▶ GIVEN DATA
######

//! Opaque, type-tagged handles for engine-owned resources.
//!
//! A handle is an unforgeable identity: it carries no data beyond a random
//! 128-bit id, compares by identity, and is meaningful only to the engine
//! that registered it. Each resource kind gets its own type, so passing a
//! document handle where a query handle is expected is a compile error
//! rather than a runtime one.

use std::fmt;
use uuid::Uuid;

fn short(id: &Uuid) -> String {
    id.simple().to_string()[..8].to_string()
}

/// An opaque reference to an engine-owned open database.
#[derive(Clone, PartialEq, Eq, Hash)]
pub struct DatabaseHandle(Uuid);

/// An opaque reference to an engine-owned document instance.
///
/// The same handle type covers immutable snapshots and mutable drafts;
/// which one a handle refers to is decided by the engine call that minted
/// it.
#[derive(Clone, PartialEq, Eq, Hash)]
pub struct DocumentHandle(Uuid);

/// An opaque reference to a compiled query.
#[derive(Clone, PartialEq, Eq, Hash)]
pub struct QueryHandle(Uuid);

/// An opaque reference to a replicator instance.
#[derive(Clone, PartialEq, Eq, Hash)]
pub struct ReplicatorHandle(Uuid);

/// An opaque token identifying one registered change listener.
#[derive(Clone, PartialEq, Eq, Hash)]
pub struct ListenerToken(Uuid);

macro_rules! impl_handle {
    ($name:ident, $label:literal) => {
        impl $name {
            /// Mints a fresh handle identity.
            ///
            /// Engine implementations mint handles when they register a
            /// resource. A handle that no engine has registered refers to
            /// nothing, so minting outside an engine is harmless.
            #[must_use]
            pub fn mint() -> Self {
                Self(Uuid::new_v4())
            }
        }

        impl fmt::Debug for $name {
            fn fmt(&self, f: &mut fmt::Formatter<'_>) -> fmt::Result {
                write!(f, concat!($label, "({})"), short(&self.0))
            }
        }
    };
}

impl_handle!(DatabaseHandle, "DatabaseHandle");
impl_handle!(DocumentHandle, "DocumentHandle");
impl_handle!(QueryHandle, "QueryHandle");
impl_handle!(ReplicatorHandle, "ReplicatorHandle");
impl_handle!(ListenerToken, "ListenerToken");

#[cfg(test)]
mod tests {
    use super::*;

    #[test]
    fn handles_compare_by_identity() {
        let a = DatabaseHandle::mint();
        let b = DatabaseHandle::mint();
        assert_ne!(a, b);
        assert_eq!(a, a.clone());
    }

    #[test]
    fn handles_are_hashable() {
        use std::collections::HashSet;

        let mut set = HashSet::new();
        let h = DocumentHandle::mint();
        set.insert(h.clone());
        assert!(set.contains(&h));
        assert!(!set.contains(&DocumentHandle::mint()));
    }

    #[test]
    fn debug_shows_kind_and_short_id() {
        let h = QueryHandle::mint();
        let repr = format!("{h:?}");
        assert!(repr.starts_with("QueryHandle("));
        assert!(repr.ends_with(')'));
        // kind prefix + 8 hex chars + parens
        assert_eq!(repr.len(), "QueryHandle(".len() + 8 + 1);
    }
}
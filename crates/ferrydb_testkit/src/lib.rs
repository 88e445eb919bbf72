//! # FerryDB Testkit
//!
//! Test utilities for FerryDB.
//!
//! This crate provides:
//! - Test fixtures: databases on a fresh local engine, in memory or in a
//!   temporary directory, with automatic cleanup
//! - Property-based test generators using proptest
//!
//! ## Usage
//!
//! ```rust,ignore
//! use ferrydb_testkit::prelude::*;
//!
//! #[test]
//! fn test_with_database() {
//!     with_memory_db(|db| {
//!         save_json(db, "doc1", &serde_json::json!({"n": 1}));
//!         // ... test operations
//!     });
//! }
//! ```

#![deny(unsafe_code)]
#![warn(missing_docs)]

pub mod fixtures;
pub mod generators;

/// Prelude module for convenient imports.
pub mod prelude {
    pub use crate::fixtures::*;
    pub use crate::generators::*;
}

pub use fixtures::*;
pub use generators::*;
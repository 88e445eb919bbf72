//! Query compilation and evaluation.
//!
//! Two source languages compile to the same plan: a structured JSON form
//! (`{"select": [...], "where": {...}}`) and a SQL-like textual form
//! (`SELECT a, b FROM docs WHERE c = 'x'`). Plans are equality scans:
//! every document is matched against a conjunction of field filters and
//! projected down to the selected fields.
//!
//! Each row exposes the document body's top-level fields plus a synthetic
//! `_id` field carrying the document id, so queries can select or filter
//! on identity.

use ferrydb_boundary::{BoundaryError, BoundaryResult, QueryLanguage};
use serde_json::{Map, Value};
use sqlparser::ast::{self, BinaryOperator, Expr, SelectItem, SetExpr, Statement, TableFactor};
use sqlparser::dialect::GenericDialect;
use sqlparser::parser::Parser;
use std::collections::BTreeMap;

/// Synthetic row field carrying the document id.
pub(crate) const META_ID: &str = "_id";

/// Which fields a query projects.
#[derive(Debug, Clone, PartialEq)]
pub(crate) enum Selection {
    /// Every row field.
    All,
    /// The named fields, in order.
    Fields(Vec<String>),
}

/// The right-hand side of one equality filter.
#[derive(Debug, Clone, PartialEq)]
pub(crate) enum FilterValue {
    /// A literal JSON value.
    Literal(Value),
    /// A named parameter, bound at execution time.
    Parameter(String),
}

/// One equality filter on a row field.
#[derive(Debug, Clone, PartialEq)]
pub(crate) struct Filter {
    pub field: String,
    pub value: FilterValue,
}

/// A compiled query plan.
#[derive(Debug, Clone, PartialEq)]
pub(crate) struct QueryPlan {
    /// The FROM source, kept for diagnostics only.
    pub source: String,
    pub selection: Selection,
    pub filters: Vec<Filter>,
}

impl QueryPlan {
    /// Compiles source text in the given language.
    pub fn compile(language: QueryLanguage, text: &str) -> BoundaryResult<Self> {
        match language {
            QueryLanguage::Json => Self::compile_json(text),
            QueryLanguage::Sql => Self::compile_sql(text),
        }
    }

    fn compile_json(text: &str) -> BoundaryResult<Self> {
        let value: Value = serde_json::from_str(text)
            .map_err(|e| BoundaryError::query_compile(e.to_string()))?;
        let object = value
            .as_object()
            .ok_or_else(|| BoundaryError::query_compile("query must be a JSON object"))?;

        for clause in object.keys() {
            if clause != "select" && clause != "where" {
                return Err(BoundaryError::query_compile(format!(
                    "unknown clause: {clause}"
                )));
            }
        }

        let selection = match object.get("select") {
            None => Selection::All,
            Some(Value::String(s)) if s == "*" => Selection::All,
            Some(Value::Array(items)) => {
                let mut fields = Vec::with_capacity(items.len());
                for item in items {
                    match item {
                        Value::String(field) => fields.push(field.clone()),
                        other => {
                            return Err(BoundaryError::query_compile(format!(
                                "select entries must be field names, got {other}"
                            )))
                        }
                    }
                }
                if fields.is_empty() {
                    return Err(BoundaryError::query_compile("select must not be empty"));
                }
                Selection::Fields(fields)
            }
            Some(other) => {
                return Err(BoundaryError::query_compile(format!(
                    "select must be \"*\" or an array of field names, got {other}"
                )))
            }
        };

        let filters = match object.get("where") {
            None => Vec::new(),
            Some(Value::Object(map)) => map
                .iter()
                .map(|(field, value)| Filter {
                    field: field.clone(),
                    value: json_filter_value(value),
                })
                .collect(),
            Some(other) => {
                return Err(BoundaryError::query_compile(format!(
                    "where must be an object, got {other}"
                )))
            }
        };

        Ok(Self {
            source: "_default".to_string(),
            selection,
            filters,
        })
    }

    fn compile_sql(text: &str) -> BoundaryResult<Self> {
        let statements = Parser::parse_sql(&GenericDialect {}, text)
            .map_err(|e| BoundaryError::query_compile(e.to_string()))?;

        let mut statements = statements.into_iter();
        let statement = match (statements.next(), statements.next()) {
            (Some(statement), None) => statement,
            _ => {
                return Err(BoundaryError::query_compile(
                    "expected exactly one SELECT statement",
                ))
            }
        };

        let query = match statement {
            Statement::Query(query) => *query,
            other => {
                return Err(BoundaryError::query_compile(format!(
                    "only SELECT is supported, got: {other}"
                )))
            }
        };

        let select = match *query.body {
            SetExpr::Select(select) => select,
            other => {
                return Err(BoundaryError::query_compile(format!(
                    "only a plain SELECT body is supported, got: {other}"
                )))
            }
        };

        if select.from.len() != 1 {
            return Err(BoundaryError::query_compile(
                "exactly one FROM source is required",
            ));
        }
        if !select.from[0].joins.is_empty() {
            return Err(BoundaryError::query_compile("JOIN is not supported"));
        }
        let source = match &select.from[0].relation {
            TableFactor::Table { name, .. } => name.to_string(),
            other => {
                return Err(BoundaryError::query_compile(format!(
                    "unsupported FROM source: {other}"
                )))
            }
        };

        let mut wildcard = false;
        let mut fields = Vec::new();
        for item in &select.projection {
            match item {
                SelectItem::Wildcard(_) => wildcard = true,
                SelectItem::UnnamedExpr(Expr::Identifier(ident)) => {
                    fields.push(ident.value.clone())
                }
                other => {
                    return Err(BoundaryError::query_compile(format!(
                        "unsupported projection: {other}"
                    )))
                }
            }
        }
        let selection = if wildcard {
            if !fields.is_empty() {
                return Err(BoundaryError::query_compile(
                    "cannot mix * with named fields",
                ));
            }
            Selection::All
        } else if fields.is_empty() {
            return Err(BoundaryError::query_compile("empty projection"));
        } else {
            Selection::Fields(fields)
        };

        let filters = match &select.selection {
            None => Vec::new(),
            Some(expr) => collect_filters(expr)?,
        };

        Ok(Self {
            source,
            selection,
            filters,
        })
    }
}

fn json_filter_value(value: &Value) -> FilterValue {
    if let Value::String(s) = value {
        if let Some(name) = s.strip_prefix('$') {
            return FilterValue::Parameter(name.to_string());
        }
    }
    FilterValue::Literal(value.clone())
}

fn collect_filters(expr: &Expr) -> BoundaryResult<Vec<Filter>> {
    match expr {
        Expr::BinaryOp {
            left,
            op: BinaryOperator::And,
            right,
        } => {
            let mut filters = collect_filters(left)?;
            filters.extend(collect_filters(right)?);
            Ok(filters)
        }
        Expr::BinaryOp {
            left,
            op: BinaryOperator::Eq,
            right,
        } => {
            let field = match left.as_ref() {
                Expr::Identifier(ident) => ident.value.clone(),
                other => {
                    return Err(BoundaryError::query_compile(format!(
                        "left side of = must be a field name, got: {other}"
                    )))
                }
            };
            Ok(vec![Filter {
                field,
                value: sql_filter_value(right)?,
            }])
        }
        other => Err(BoundaryError::query_compile(format!(
            "unsupported WHERE expression: {other}"
        ))),
    }
}

fn sql_filter_value(expr: &Expr) -> BoundaryResult<FilterValue> {
    let value = match expr {
        Expr::Value(value) => &value.value,
        other => {
            return Err(BoundaryError::query_compile(format!(
                "right side of = must be a literal, got: {other}"
            )))
        }
    };

    match value {
        ast::Value::SingleQuotedString(s) | ast::Value::DoubleQuotedString(s) => {
            Ok(FilterValue::Literal(Value::String(s.clone())))
        }
        ast::Value::Number(text, _) => {
            if let Ok(n) = text.parse::<i64>() {
                return Ok(FilterValue::Literal(Value::from(n)));
            }
            match text.parse::<f64>() {
                Ok(n) => Ok(FilterValue::Literal(Value::from(n))),
                Err(_) => Err(BoundaryError::query_compile(format!(
                    "unparseable number literal: {text}"
                ))),
            }
        }
        ast::Value::Boolean(b) => Ok(FilterValue::Literal(Value::Bool(*b))),
        ast::Value::Null => Ok(FilterValue::Literal(Value::Null)),
        ast::Value::Placeholder(name) => Ok(FilterValue::Parameter(
            name.trim_start_matches(['$', ':']).to_string(),
        )),
        other => Err(BoundaryError::query_compile(format!(
            "unsupported literal: {other}"
        ))),
    }
}

/// Builds the field map one document exposes to a query.
fn row_fields(id: &str, body: &Value) -> Map<String, Value> {
    let mut fields = match body {
        Value::Object(map) => map.clone(),
        _ => Map::new(),
    };
    fields.insert(META_ID.to_string(), Value::String(id.to_string()));
    fields
}

/// Runs a plan over live documents; returns a JSON array of rows.
///
/// Rows are emitted in document-id order, so execution over unchanged data
/// is deterministic.
pub(crate) fn execute_plan(
    plan: &QueryPlan,
    parameters: &Map<String, Value>,
    documents: &BTreeMap<String, Value>,
) -> BoundaryResult<String> {
    let mut rows = Vec::new();

    for (id, body) in documents {
        let fields = row_fields(id, body);

        let mut matched = true;
        for filter in &plan.filters {
            let expected = match &filter.value {
                FilterValue::Literal(value) => value,
                FilterValue::Parameter(name) => parameters.get(name).ok_or_else(|| {
                    BoundaryError::invalid_operation(format!(
                        "unbound query parameter: ${name}"
                    ))
                })?,
            };
            if fields.get(&filter.field) != Some(expected) {
                matched = false;
                break;
            }
        }
        if !matched {
            continue;
        }

        let row = match &plan.selection {
            Selection::All => Value::Object(fields),
            Selection::Fields(names) => {
                let mut projected = Map::new();
                for name in names {
                    if let Some(value) = fields.get(name) {
                        projected.insert(name.clone(), value.clone());
                    }
                }
                Value::Object(projected)
            }
        };
        rows.push(row);
    }

    serde_json::to_string(&Value::Array(rows))
        .map_err(|e| BoundaryError::invalid_json(e.to_string()))
}

/// Renders a plan as a human-readable string.
pub(crate) fn explain_plan(plan: &QueryPlan) -> String {
    let mut lines = vec![format!("SCAN {}", plan.source)];
    for filter in &plan.filters {
        let value = match &filter.value {
            FilterValue::Literal(value) => value.to_string(),
            FilterValue::Parameter(name) => format!("${name}"),
        };
        lines.push(format!("FILTER {} = {}", filter.field, value));
    }
    match &plan.selection {
        Selection::All => lines.push("PROJECT *".to_string()),
        Selection::Fields(fields) => lines.push(format!("PROJECT {}", fields.join(", "))),
    }
    lines.join("\n")
}
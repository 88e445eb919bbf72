//! Per-database document store.
//!
//! Documents are kept in an ordered map from id to the latest revision.
//! Deletions leave a tombstone (a revision with no body) so replication
//! checkpoints can observe them; tombstones are invisible to reads.

use crate::dir::DatabaseDir;
use ferrydb_boundary::{BoundaryError, BoundaryResult, DatabaseHandle};
use parking_lot::{Mutex, RwLock};
use serde::{Deserialize, Serialize};
use serde_json::Value;
use std::collections::BTreeMap;

/// Current records file format.
pub(crate) const FORMAT_VERSION: u32 = 1;

/// The latest revision of one document.
#[derive(Debug, Clone, PartialEq)]
pub(crate) struct StoredDocument {
    /// Commit sequence that produced this revision.
    pub sequence: u64,
    /// Body, or None for a deletion tombstone.
    pub body: Option<Value>,
}

/// One pending write: `None` body deletes the id.
#[derive(Debug, Clone)]
pub(crate) struct PendingWrite {
    /// Document id.
    pub id: String,
    /// New body, or None to delete.
    pub body: Option<Value>,
}

/// Serialized form of a database's records.
#[derive(Debug, Serialize, Deserialize)]
pub(crate) struct PersistedDatabase {
    /// Records file format version.
    pub format_version: u32,
    /// Next commit sequence.
    pub next_sequence: u64,
    /// Latest revision per document id.
    pub documents: BTreeMap<String, PersistedDocument>,
}

/// Serialized form of one document revision.
#[derive(Debug, Serialize, Deserialize)]
pub(crate) struct PersistedDocument {
    /// Commit sequence of the revision.
    pub sequence: u64,
    /// Body, absent for tombstones.
    #[serde(default, skip_serializing_if = "Option::is_none")]
    pub body: Option<Value>,
}

#[derive(Debug)]
pub(crate) struct DbState {
    pub documents: BTreeMap<String, StoredDocument>,
    pub next_sequence: u64,
}

impl DbState {
    fn new() -> Self {
        Self {
            documents: BTreeMap::new(),
            next_sequence: 1,
        }
    }

    fn from_persisted(persisted: PersistedDatabase) -> Self {
        let documents = persisted
            .documents
            .into_iter()
            .map(|(id, doc)| {
                (
                    id,
                    StoredDocument {
                        sequence: doc.sequence,
                        body: doc.body,
                    },
                )
            })
            .collect();
        Self {
            documents,
            next_sequence: persisted.next_sequence,
        }
    }

    fn to_persisted(&self) -> PersistedDatabase {
        let documents = self
            .documents
            .iter()
            .map(|(id, doc)| {
                (
                    id.clone(),
                    PersistedDocument {
                        sequence: doc.sequence,
                        body: doc.body.clone(),
                    },
                )
            })
            .collect();
        PersistedDatabase {
            format_version: FORMAT_VERSION,
            next_sequence: self.next_sequence,
            documents,
        }
    }
}

/// One open database inside the engine.
pub(crate) struct DbShard {
    /// Handle the database was registered under.
    pub handle: DatabaseHandle,
    /// Logical name the database was opened with.
    pub name: String,
    /// Directory and lock for persistent databases; None for in-memory.
    pub dir: Option<DatabaseDir>,
    /// Document records.
    pub state: RwLock<DbState>,
    /// Writes buffered by an open transaction.
    pub txn: Mutex<Option<Vec<PendingWrite>>>,
}

impl DbShard {
    /// Opens a shard, loading persisted records when a directory is given.
    pub fn open(
        handle: DatabaseHandle,
        name: String,
        dir: Option<DatabaseDir>,
    ) -> BoundaryResult<Self> {
        let state = match &dir {
            Some(dir) => match dir.load_records()? {
                Some(persisted) => {
                    if persisted.format_version != FORMAT_VERSION {
                        return Err(BoundaryError::corrupt(format!(
                            "unsupported records format v{}, expected v{}",
                            persisted.format_version, FORMAT_VERSION
                        )));
                    }
                    DbState::from_persisted(persisted)
                }
                None => DbState::new(),
            },
            None => DbState::new(),
        };

        Ok(Self {
            handle,
            name,
            dir,
            state: RwLock::new(state),
            txn: Mutex::new(None),
        })
    }

    /// Applies writes as one atomic batch and persists the result.
    ///
    /// Returns the distinct changed ids in first-write order.
    pub fn commit(&self, writes: Vec<PendingWrite>) -> BoundaryResult<Vec<String>> {
        let mut state = self.state.write();
        let mut changed: Vec<String> = Vec::new();

        for write in writes {
            let sequence = state.next_sequence;
            state.next_sequence += 1;
            state.documents.insert(
                write.id.clone(),
                StoredDocument {
                    sequence,
                    body: write.body,
                },
            );
            if !changed.contains(&write.id) {
                changed.push(write.id);
            }
        }

        if let Some(dir) = &self.dir {
            dir.save_records(&state.to_persisted())?;
        }

        Ok(changed)
    }

    /// Returns the live body for an id, if any.
    pub fn get(&self, id: &str) -> Option<Value> {
        self.state.read().documents.get(id).and_then(|d| d.body.clone())
    }

    /// Returns the full revision for an id, tombstones included.
    pub fn revision(&self, id: &str) -> Option<StoredDocument> {
        self.state.read().documents.get(id).cloned()
    }

    /// Returns true if the id has a live (non-deleted) revision.
    pub fn contains(&self, id: &str) -> bool {
        self.state
            .read()
            .documents
            .get(id)
            .is_some_and(|d| d.body.is_some())
    }

    /// Revisions committed after the cursor, oldest first.
    pub fn changes_since(&self, cursor: u64) -> Vec<(u64, String)> {
        let state = self.state.read();
        let mut changes: Vec<(u64, String)> = state
            .documents
            .iter()
            .filter(|(_, doc)| doc.sequence > cursor)
            .map(|(id, doc)| (doc.sequence, id.clone()))
            .collect();
        changes.sort_by_key(|(sequence, _)| *sequence);
        changes
    }

    /// Highest committed sequence.
    pub fn last_sequence(&self) -> u64 {
        self.state.read().next_sequence - 1
    }

    /// Snapshot of live documents for query evaluation.
    pub fn snapshot(&self) -> BTreeMap<String, Value> {
        self.state
            .read()
            .documents
            .iter()
            .filter_map(|(id, doc)| doc.body.clone().map(|body| (id.clone(), body)))
            .collect()
    }
}

#[cfg(test)]
mod tests {
    use super::*;
    use serde_json::json;

    fn shard() -> DbShard {
        DbShard::open(DatabaseHandle::mint(), "test".into(), None).unwrap()
    }

    fn put(id: &str, body: Value) -> PendingWrite {
        PendingWrite {
            id: id.into(),
            body: Some(body),
        }
    }

    fn delete(id: &str) -> PendingWrite {
        PendingWrite {
            id: id.into(),
            body: None,
        }
    }

    #[test]
    fn commit_and_get() {
        let shard = shard();
        let changed = shard.commit(vec![put("a", json!({"n": 1}))]).unwrap();
        assert_eq!(changed, vec!["a"]);
        assert_eq!(shard.get("a"), Some(json!({"n": 1})));
        assert!(shard.contains("a"));
    }

    #[test]
    fn missing_id_reads_none() {
        let shard = shard();
        assert_eq!(shard.get("nope"), None);
        assert!(!shard.contains("nope"));
    }

    #[test]
    fn delete_leaves_tombstone() {
        let shard = shard();
        shard.commit(vec![put("a", json!({}))]).unwrap();
        shard.commit(vec![delete("a")]).unwrap();

        assert_eq!(shard.get("a"), None);
        assert!(!shard.contains("a"));
        let revision = shard.revision("a").unwrap();
        assert!(revision.body.is_none());
        assert_eq!(revision.sequence, 2);
    }

    #[test]
    fn batch_commit_dedupes_changed_ids() {
        let shard = shard();
        let changed = shard
            .commit(vec![
                put("a", json!({"v": 1})),
                put("b", json!({"v": 2})),
                put("a", json!({"v": 3})),
            ])
            .unwrap();

        assert_eq!(changed, vec!["a", "b"]);
        // last write wins
        assert_eq!(shard.get("a"), Some(json!({"v": 3})));
        assert_eq!(shard.last_sequence(), 3);
    }

    #[test]
    fn changes_since_cursor() {
        let shard = shard();
        shard.commit(vec![put("a", json!({}))]).unwrap();
        shard.commit(vec![put("b", json!({}))]).unwrap();
        shard.commit(vec![put("a", json!({"v": 2}))]).unwrap();

        // "a" was rewritten at sequence 3, so only its latest shows up
        let all = shard.changes_since(0);
        assert_eq!(all, vec![(2, "b".to_string()), (3, "a".to_string())]);

        let tail = shard.changes_since(2);
        assert_eq!(tail, vec![(3, "a".to_string())]);

        assert!(shard.changes_since(3).is_empty());
    }

    #[test]
    fn snapshot_excludes_tombstones() {
        let shard = shard();
        shard
            .commit(vec![put("a", json!({"n": 1})), put("b", json!({"n": 2}))])
            .unwrap();
        shard.commit(vec![delete("a")]).unwrap();

        let snapshot = shard.snapshot();
        assert_eq!(snapshot.len(), 1);
        assert_eq!(snapshot.get("b"), Some(&json!({"n": 2})));
    }

    #[test]
    fn persisted_round_trip() {
        let state = DbState {
            documents: BTreeMap::from([
                (
                    "a".to_string(),
                    StoredDocument {
                        sequence: 1,
                        body: Some(json!({"x": true})),
                    },
                ),
                (
                    "b".to_string(),
                    StoredDocument {
                        sequence: 2,
                        body: None,
                    },
                ),
            ]),
            next_sequence: 3,
        };

        let text = serde_json::to_string(&state.to_persisted()).unwrap();
        let restored = DbState::from_persisted(serde_json::from_str(&text).unwrap());

        assert_eq!(restored.next_sequence, 3);
        assert_eq!(restored.documents.len(), 2);
        assert_eq!(
            restored.documents.get("a").unwrap().body,
            Some(json!({"x": true}))
        );
        assert!(restored.documents.get("b").unwrap().body.is_none());
    }
}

######

▶ ASSIGNMENT
Search the records for the word "false". Copy each line where it appears.

▶ OUTPUT FOR THIS TASK
        let mut wildcard = false;
                matched = false;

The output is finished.